No Such Thing As Werewolves
Page 31
The familiar staccato sounds of a weapon sounded behind her. Pain flared in her back and leg as bullets punched through her. She staggered forward, dropping her quarry and disappearing into the darkness. She was bleeding badly. How much more could she heal before she ran out of energy?
Your strength wanes. Leave these fools and rejoin your pack. They will be in need of your aid. We are the protectors, Ka-Ken. The males are lost without us, children before the storm.
To leave the fight galled her. She burned with the need to kill the man she’d just fought. He was vulnerable without that helmet. Yet she had to find Trevor and Blair. She scanned the area around his house. A haze of smoke from the near constant spurts of gunfire pooled around the still-functional lights on the back porch. The haze lent the house a muted odor like that of a funeral shroud.
She had to get down there.
Chapter 58- Mind Ride
Wonder and terror mixed in equal parts surged through Blair.
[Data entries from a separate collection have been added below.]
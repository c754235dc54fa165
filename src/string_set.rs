use std::sync::Arc;

use rustc_hash::FxHashSet;

/// A set of canonical strings. After interning, equal spellings share one
/// allocation, so identity comparison is enough.
#[derive(Debug, Default)]
pub struct StringSet {
  set: FxHashSet<Arc<str>>,
}

impl StringSet {
  pub fn new() -> Self {
    Default::default()
  }

  pub fn intern(&mut self, s: &str) -> Arc<str> {
    if let Some(canonical) = self.set.get(s) {
      return canonical.clone();
    }
    let canonical: Arc<str> = Arc::from(s);
    self.set.insert(canonical.clone());
    canonical
  }

  pub fn len(&self) -> usize {
    self.set.len()
  }

  pub fn is_empty(&self) -> bool {
    self.set.is_empty()
  }
}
The indefinable wave crashed over him, jarring but incredible. He was more. Greater. A vast array of instincts overlaid his senses, a set of tools honed through hundreds of generations. He knew how to fight. How to kill. He became one with the beast for the first time, mingling his consciousness with that of the strange presence he had resisted for so long.
Blair blurred, whipping down the pathway next to the shattered house. His passage kicked up a wind that rustled rose bushes and gravel, thankfully drowned out by the whirring rotors of the helicopters and the occasional bark of gunfire. He couldn’t disappear like Liz did, but he stuck to the shadows with the grace of a practiced predator. Prey no longer. That distinction was important because it took away the fear. He would kill these soldiers, not run before them like a startled rabbit.
He dropped into a low crouch, sifting through heartbeats in the thick cacophony. Two in the house. Two more approaching from beyond the fence, somewhere out in the darkness. The latter were strangely muffled somehow, though neither he nor the beast understood why. It didn’t matter. They were still distant. That gave him at least a little time.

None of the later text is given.